The Shell is actually an updated version of a product that Bellabeat launched in 2014, which was also called the Shell but involved a device — called a monitor — that was separate from the smartphone, rather than a convenient add-on like this newer product. According to a 2014 Wired article, Bellabeat's products have always been aimed at enhancing a pregnant woman's ability to monitor her health at home. Co-founder Srsen's mom had been an OB/GYN in Europe, so Srsen was intimately aware of how busy doctors are, and how in-home monitoring can be beneficial.

Bellabeat

However, many home-monitoring products on the market seemed "too complicated" to Bellabeat's co-founders. “We thought we had to find something that would motivate them [consumers] to do it; it had to be engaging and simple,” Srsen told Wired. This passion for empowering consumers to monitor their own health is abundantly clear at Bellabeat's website, which states that "88% of total health care spending is on preventable diseases. The future of health care lies in prevention, not correction."
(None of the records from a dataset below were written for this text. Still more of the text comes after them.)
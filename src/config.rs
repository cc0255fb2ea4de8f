//! Run configuration supplied explicitly by the caller.
//!
//! Defaults live here rather than in process-wide state; anything a
//! result or the reporting step needs is read from a `Config` the caller
//! built.

use std::path::{Path, PathBuf};

use crate::error::{CovsetError, Result};
use crate::report::Formatter;

/// Resultset file name inside the coverage directory.
pub const RESULTSET_FILE: &str = ".resultset.json";

#[derive(Default)]
pub struct Config {
    command_name: Option<String>,
    formatter: Option<Box<dyn Formatter>>,
    root: Option<PathBuf>,
    coverage_dir: Option<String>,
}

impl Config {
    #[must_use]
    pub fn new() -> Self {
        Self::default()
    }

    pub fn set_command_name(&mut self, name: impl Into<String>) {
        self.command_name = Some(name.into());
    }

    pub fn set_formatter(&mut self, formatter: Box<dyn Formatter>) {
        self.formatter = Some(formatter);
    }

    pub fn set_root(&mut self, root: impl Into<PathBuf>) {
        self.root = Some(root.into());
    }

    pub fn set_coverage_dir(&mut self, dir: impl Into<String>) {
        self.coverage_dir = Some(dir.into());
    }

    /// The configured command name, required before a result can be
    /// recorded.
    pub fn command_name(&self) -> Result<&str> {
        self.command_name.as_deref().ok_or_else(|| {
            CovsetError::Configuration(
                "No command name configured. Set one with set_command_name.".to_string(),
            )
        })
    }

    /// The configured formatter, required by the reporting step.
    pub fn formatter(&self) -> Result<&dyn Formatter> {
        self.formatter.as_deref().ok_or_else(|| {
            CovsetError::Configuration(
                "No formatter configured. Set one with set_formatter.".to_string(),
            )
        })
    }

    /// Project root. Defaults to the current directory.
    #[must_use]
    pub fn root(&self) -> &Path {
        self.root.as_deref().unwrap_or_else(|| Path::new("."))
    }

    /// Output and cache directory name, relative to the root. Defaults to
    /// "coverage".
    #[must_use]
    pub fn coverage_dir(&self) -> &str {
        self.coverage_dir.as_deref().unwrap_or("coverage")
    }

    /// Full path to the output directory.
    #[must_use]
    pub fn coverage_path(&self) -> PathBuf {
        self.root().join(self.coverage_dir())
    }

    /// Full path to the resultset file.
    #[must_use]
    pub fn resultset_path(&self) -> PathBuf {
        self.coverage_path().join(RESULTSET_FILE)
    }
}
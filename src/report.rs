//! Output formatting for combined coverage results.

use std::fmt::Write;

use crate::model::ResultSummary;
use crate::result::CoverageResult;

/// Renders a coverage result to human-readable output.
pub trait Formatter {
    fn format(&self, result: &CoverageResult) -> String;
}

/// Plain text formatter: a per-file table followed by summary totals.
pub struct TextFormatter;

impl Formatter for TextFormatter {
    fn format(&self, result: &CoverageResult) -> String {
        let mut out = String::new();

        writeln!(out, "Command:    {}", result.command_name).unwrap();
        writeln!(out, "Created:    {}", result.created_at.to_rfc3339()).unwrap();

        let files = result.files();
        if files.is_empty() {
            out.push_str("No coverage data.\n");
            return out;
        }

        out.push('\n');
        writeln!(
            out,
            "{:<60} {:>8} {:>8} {:>8}",
            "FILE", "LINES", "COVERED", "RATE"
        )
        .unwrap();
        writeln!(out, "{}", "-".repeat(88)).unwrap();
        for f in files {
            writeln!(
                out,
                "{:<60} {:>8} {:>8} {:>7.1}%",
                f.filename,
                f.lines_of_code(),
                f.covered_lines(),
                f.line_rate() * 100.0
            )
            .unwrap();
        }

        let summary = ResultSummary::from_files(files);
        out.push('\n');
        writeln!(out, "Files:      {}", summary.total_files).unwrap();
        writeln!(
            out,
            "Lines:      {}/{} ({:.1}%)",
            summary.covered_lines,
            summary.total_lines,
            summary.line_rate() * 100.0
        )
        .unwrap();
        if summary.total_branches > 0 {
            writeln!(
                out,
                "Branches:   {}/{} ({:.1}%)",
                summary.covered_branches,
                summary.total_branches,
                summary.branch_rate() * 100.0
            )
            .unwrap();
        }

        out
    }
}
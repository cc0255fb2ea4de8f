//! Uniform in-memory representation of coverage data, independent of which
//! test framework produced it. Combinators, results and the resultset
//! store all operate on these types.

use std::collections::BTreeMap;

use serde::{Deserialize, Deserializer, Serialize, Serializer};

/// Compute a coverage rate, returning 0.0 when the total is zero.
#[must_use]
pub fn rate(covered: u64, total: u64) -> f64 {
    if total == 0 {
        0.0
    } else {
        covered as f64 / total as f64
    }
}

/// One position in a file's line coverage array.
///
/// A line is either not executable (blank line, comment) or executable
/// with a hit count. An executable line with zero hits is a miss; a
/// non-executable line is not, and the distinction survives merging.
#[derive(Debug, Clone, Copy, PartialEq, Eq, Serialize, Deserialize)]
#[serde(from = "Option<u64>", into = "Option<u64>")]
pub enum LineCell {
    NotExecutable,
    Hits(u64),
}

impl LineCell {
    /// Hit count, with non-executable lines counting as zero.
    #[must_use]
    pub fn hits(self) -> u64 {
        match self {
            LineCell::NotExecutable => 0,
            LineCell::Hits(n) => n,
        }
    }

    #[must_use]
    pub fn is_executable(self) -> bool {
        matches!(self, LineCell::Hits(_))
    }

    #[must_use]
    pub fn is_covered(self) -> bool {
        self.hits() > 0
    }
}

impl From<Option<u64>> for LineCell {
    fn from(value: Option<u64>) -> Self {
        match value {
            None => LineCell::NotExecutable,
            Some(n) => LineCell::Hits(n),
        }
    }
}

impl From<LineCell> for Option<u64> {
    fn from(cell: LineCell) -> Self {
        match cell {
            LineCell::NotExecutable => None,
            LineCell::Hits(n) => Some(n),
        }
    }
}

/// Structural identity of one branch node: a conditional construct or one
/// of its arms.
///
/// Every run reports the same construct with the same key, so branch
/// results match by value, never by position or insertion order.
#[derive(Debug, Clone, PartialEq, Eq, PartialOrd, Ord, Hash)]
pub struct BranchKey {
    pub kind: String,
    pub id: u64,
    pub start_line: u32,
    pub start_col: u32,
    pub end_line: u32,
    pub end_col: u32,
}

impl BranchKey {
    pub fn new(
        kind: impl Into<String>,
        id: u64,
        start_line: u32,
        start_col: u32,
        end_line: u32,
        end_col: u32,
    ) -> Self {
        BranchKey {
            kind: kind.into(),
            id,
            start_line,
            start_col,
            end_line,
            end_col,
        }
    }
}

// JSON object keys must be strings, so a key serializes as the JSON text
// of its six-element tuple and parses back into the structural form.
impl Serialize for BranchKey {
    fn serialize<S>(&self, serializer: S) -> std::result::Result<S::Ok, S::Error>
    where
        S: Serializer,
    {
        let tuple = (
            &self.kind,
            self.id,
            self.start_line,
            self.start_col,
            self.end_line,
            self.end_col,
        );
        let key = serde_json::to_string(&tuple).map_err(serde::ser::Error::custom)?;
        serializer.serialize_str(&key)
    }
}

impl<'de> Deserialize<'de> for BranchKey {
    fn deserialize<D>(deserializer: D) -> std::result::Result<Self, D::Error>
    where
        D: Deserializer<'de>,
    {
        let key = String::deserialize(deserializer)?;
        let (kind, id, start_line, start_col, end_line, end_col): (String, u64, u32, u32, u32, u32) =
            serde_json::from_str(&key).map_err(serde::de::Error::custom)?;
        Ok(BranchKey {
            kind,
            id,
            start_line,
            start_col,
            end_line,
            end_col,
        })
    }
}

/// Hit counts for the arms of one conditional, keyed by arm.
pub type BranchArms = BTreeMap<BranchKey, u64>;

/// All branch coverage for one file: conditional, then arm, then count.
pub type BranchTable = BTreeMap<BranchKey, BranchArms>;

/// Coverage data for a single source file.
#[derive(Debug, Clone, Default, PartialEq, Serialize, Deserialize)]
pub struct FileCoverage {
    pub lines: Vec<LineCell>,
    /// Empty when the run collected no branch data for this file.
    #[serde(default, skip_serializing_if = "BTreeMap::is_empty")]
    pub branches: BranchTable,
}

/// One run's complete coverage data, keyed by absolute file path.
pub type Snapshot = BTreeMap<String, FileCoverage>;

/// One file of a result, as exposed to filtering, grouping and formatting.
#[derive(Debug, Clone, PartialEq)]
pub struct SourceFile {
    pub filename: String,
    pub coverage: FileCoverage,
}

impl SourceFile {
    /// Number of executable lines.
    #[must_use]
    pub fn lines_of_code(&self) -> u64 {
        self.coverage
            .lines
            .iter()
            .filter(|c| c.is_executable())
            .count() as u64
    }

    /// Number of executable lines hit at least once.
    #[must_use]
    pub fn covered_lines(&self) -> u64 {
        self.coverage
            .lines
            .iter()
            .filter(|c| c.is_covered())
            .count() as u64
    }

    /// Number of executable lines never hit.
    #[must_use]
    pub fn missed_lines(&self) -> u64 {
        self.lines_of_code() - self.covered_lines()
    }

    #[must_use]
    pub fn line_rate(&self) -> f64 {
        rate(self.covered_lines(), self.lines_of_code())
    }

    /// Total number of branch arms.
    #[must_use]
    pub fn total_branches(&self) -> u64 {
        self.coverage
            .branches
            .values()
            .map(|arms| arms.len() as u64)
            .sum()
    }

    /// Number of branch arms hit at least once.
    #[must_use]
    pub fn covered_branches(&self) -> u64 {
        self.coverage
            .branches
            .values()
            .flat_map(|arms| arms.values())
            .filter(|count| **count > 0)
            .count() as u64
    }

    #[must_use]
    pub fn branch_rate(&self) -> f64 {
        rate(self.covered_branches(), self.total_branches())
    }
}

/// Aggregate stats across the files of a result.
#[derive(Debug)]
pub struct ResultSummary {
    pub total_files: u64,
    pub total_lines: u64,
    pub covered_lines: u64,
    pub total_branches: u64,
    pub covered_branches: u64,
}

impl ResultSummary {
    #[must_use]
    pub fn from_files(files: &[SourceFile]) -> Self {
        ResultSummary {
            total_files: files.len() as u64,
            total_lines: files.iter().map(SourceFile::lines_of_code).sum(),
            covered_lines: files.iter().map(SourceFile::covered_lines).sum(),
            total_branches: files.iter().map(SourceFile::total_branches).sum(),
            covered_branches: files.iter().map(SourceFile::covered_branches).sum(),
        }
    }

    #[must_use]
    pub fn line_rate(&self) -> f64 {
        rate(self.covered_lines, self.total_lines)
    }

    #[must_use]
    pub fn branch_rate(&self) -> f64 {
        rate(self.covered_branches, self.total_branches)
    }
}
use std::path::PathBuf;

use anyhow::Result;
use clap::{Parser, Subcommand};

use covset::cli::{cmd_merge, cmd_record, cmd_report};

/// covset — Combine coverage results from independent test runs.
#[derive(Parser)]
#[command(name = "covset", version, about)]
struct Cli {
    #[command(subcommand)]
    command: Commands,
}

#[derive(Subcommand)]
enum Commands {
    /// Record a raw coverage snapshot into a resultset file.
    Record {
        /// Path to the raw coverage JSON (file path to lines/branches).
        file: PathBuf,

        /// Command name identifying this run.
        #[arg(long)]
        name: String,

        /// Path to the resultset file.
        #[arg(long, default_value = "coverage/.resultset.json")]
        resultset: PathBuf,
    },

    /// Combine runs from one or more resultset files into a single entry.
    Merge {
        /// Input resultset files.
        #[arg(required = true)]
        inputs: Vec<PathBuf>,

        /// Output resultset file.
        #[arg(long)]
        out: PathBuf,

        /// Name for the merged entry (default: the joined run names).
        #[arg(long)]
        name: Option<String>,
    },

    /// Print a coverage report for a resultset, merged across its runs.
    Report {
        /// Path to the resultset file.
        #[arg(long, default_value = "coverage/.resultset.json")]
        resultset: PathBuf,
    },
}

fn main() -> Result<()> {
    let cli = Cli::parse();

    let output = match cli.command {
        Commands::Record {
            file,
            name,
            resultset,
        } => cmd_record(&file, &name, &resultset)?,
        Commands::Merge { inputs, out, name } => cmd_merge(&inputs, &out, name.as_deref())?,
        Commands::Report { resultset } => cmd_report(&resultset)?,
    };

    print!("{output}");
    Ok(())
}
While monitoring baby's heartbeat might strike some moms as a stressful endeavor, the fact is that moms are already instructed to monitor their growing fetus' health as it is: According to the American Pregnancy Association, moms should begin counting baby's kicks beginning at around 28 weeks.

With the Shell, moms now have a new, technologically sophisticated means of tracking baby from the comfort of their own home. Seems like a pretty cool development, and many expectant moms are sure to have it on their wish list this holiday season.